Zeidman Consulting provides expert witness services for intellectual property litigation - can you explain this a bit? What sorts of trials have you been involved in and in what capacity?
**BZ:**We train experts in the use of CodeSuite and certify them, so that a client knows that these people can efficiently use CodeSuite and correctly produce results for court. These consultants often work through Zeidman Consulting or they work independently. Zeidman Consulting has provided consultants and expert witnesses for more than 180 court cases involving billions of dollars in disputed intellectual property including Brocade v. A10 Networks, for which I testified at trial; ConnectU v. Facebook, made famous by the Academy Award-winning movie “The Social Network;” Texas Instruments v. Samsung Electronics, which resulted in an award to TI of over $1 billion; and the landmark Oracle v. Google case about the copyrightability of software APIs. In all of these cases, our results were found to be accurate and correct.
You said you still find yourselves up against experts using inaccurate or incorrect tools - can you explain this? When has this occurred and why do you think the issue persists?
BZ: I’ve made it a personal goal to quantify and standardize the field of software forensics by providing quantitative tools and a formal methodology for comparing software for determining IP infringement. Many times, experts use their own proprietary tools to examine software, but these tools are rarely tested or peer reviewed even though they are often accepted in court. There are tools coming from major universities that have not gone through real-world testing and qualification, and they make many assumptions that can produce false results.

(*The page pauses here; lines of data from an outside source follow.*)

//! Web search abstraction.
//!
//! `SearchProvider` is an enum over concrete backends, mirroring
//! [`crate::llm::LlmProvider`]. Search output is advisory: the relay turns
//! any [`SearchError`] into an empty [`SearchContext`] and carries on.

pub mod providers;

use thiserror::Error;

/// Substituted for the context block when no usable result came back.
pub const NO_RESULTS: &str = "No web results found";

// ── Error ─────────────────────────────────────────────────────────────────────

#[derive(Debug, Error)]
pub enum SearchError {
    #[error("unknown search provider: {0}")]
    UnknownProvider(String),
    #[error("search credential missing (set SEARCH_API_KEY)")]
    MissingCredential,
    #[error("search request failed: {0}")]
    Request(String),
    #[error("malformed search response: {0}")]
    Malformed(String),
}

// ── Results ───────────────────────────────────────────────────────────────────

/// One ranked result. `rank` starts at 1.
#[derive(Debug, Clone, PartialEq, Eq)]
pub struct SearchHit {
    pub rank: usize,
    pub title: String,
    pub snippet: String,
}

/// Per-request ranked result list. Never persisted.
#[derive(Debug, Clone, Default, PartialEq, Eq)]
pub struct SearchContext {
    hits: Vec<SearchHit>,
}

impl SearchContext {
    /// Rank `(title, snippet)` pairs in order, dropping blank snippets and
    /// keeping at most `max_results`.
    pub fn from_pairs<I>(pairs: I, max_results: usize) -> Self
    where
        I: IntoIterator<Item = (String, String)>,
    {
        let hits = pairs
            .into_iter()
            .map(|(title, snippet)| (title.trim().to_string(), snippet.trim().to_string()))
            .filter(|(_, snippet)| !snippet.is_empty())
            .take(max_results)
            .enumerate()
            .map(|(i, (title, snippet))| SearchHit { rank: i + 1, title, snippet })
            .collect();
        Self { hits }
    }

    pub fn hits(&self) -> &[SearchHit] {
        &self.hits
    }

    pub fn is_empty(&self) -> bool {
        self.hits.is_empty()
    }

    /// Numbered plain-text block, one `"{rank}. {title}: {snippet}"` line
    /// per hit, or [`NO_RESULTS`] when there are none.
    pub fn format(&self) -> String {
        if self.hits.is_empty() {
            return NO_RESULTS.to_string();
        }
        self.hits
            .iter()
            .map(|h| format!("{}. {}: {}", h.rank, h.title, h.snippet))
            .collect::<Vec<_>>()
            .join("\n")
    }
}

// ── Provider enum ─────────────────────────────────────────────────────────────

/// All available search backends.
#[derive(Debug, Clone)]
pub enum SearchProvider {
    Serper(providers::serper::SerperProvider),
    Static(providers::fixed::StaticProvider),
    /// Search switched off; every query yields an empty context.
    Disabled,
}

impl SearchProvider {
    /// Fails when the backend needs a credential that was never configured.
    /// The relay checks this before making any outbound call.
    pub fn ensure_configured(&self) -> Result<(), SearchError> {
        match self {
            SearchProvider::Serper(p) if !p.has_credential() => Err(SearchError::MissingCredential),
            _ => Ok(()),
        }
    }

    /// Run `query` and return the ranked results.
    pub async fn search(&self, query: &str) -> Result<SearchContext, SearchError> {
        match self {
            SearchProvider::Serper(p) => p.search(query).await,
            SearchProvider::Static(p) => Ok(p.search(query)),
            SearchProvider::Disabled => Ok(SearchContext::default()),
        }
    }

    pub fn name(&self) -> &'static str {
        match self {
            SearchProvider::Serper(_) => "serper",
            SearchProvider::Static(_) => "static",
            SearchProvider::Disabled => "none",
        }
    }
}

Many experts have impressive backgrounds in computer science but little knowledge of IP law. I think this occurs because people trust scientists and experts and don’t really understand the underlying principles of infringement analysis. In other words, the judge and jury are given a lot of confusing technical jargon that sounds impressive. And in some cases, when a party to a trial has a poor case, they want to hire an expert who can manufacture results that support their position and confuse the judge or jury. I find that really disturbing, and I like to think I’m doing my part to combat that and help ensure that justice is served.
What do you see for the future of IP litigation technology?
BZ: We are always examining ways to improve the performance of CodeSuite and our other tools. Also, we are always adding support for new programming languages as they come into being. I believe that technology is creating amazing new ways of assisting the legal profession, but it’s important to have the final results reviewed by experts and lawyers. Some technologists believe that artificial intelligence will eventually eliminate the need for experts in many fields, but that concerns me. Technology is a tool. We don’t want to lose our understanding of the law or allow technology to make important decisions for us, legal or otherwise; we want to leverage technology to make the best decisions possible.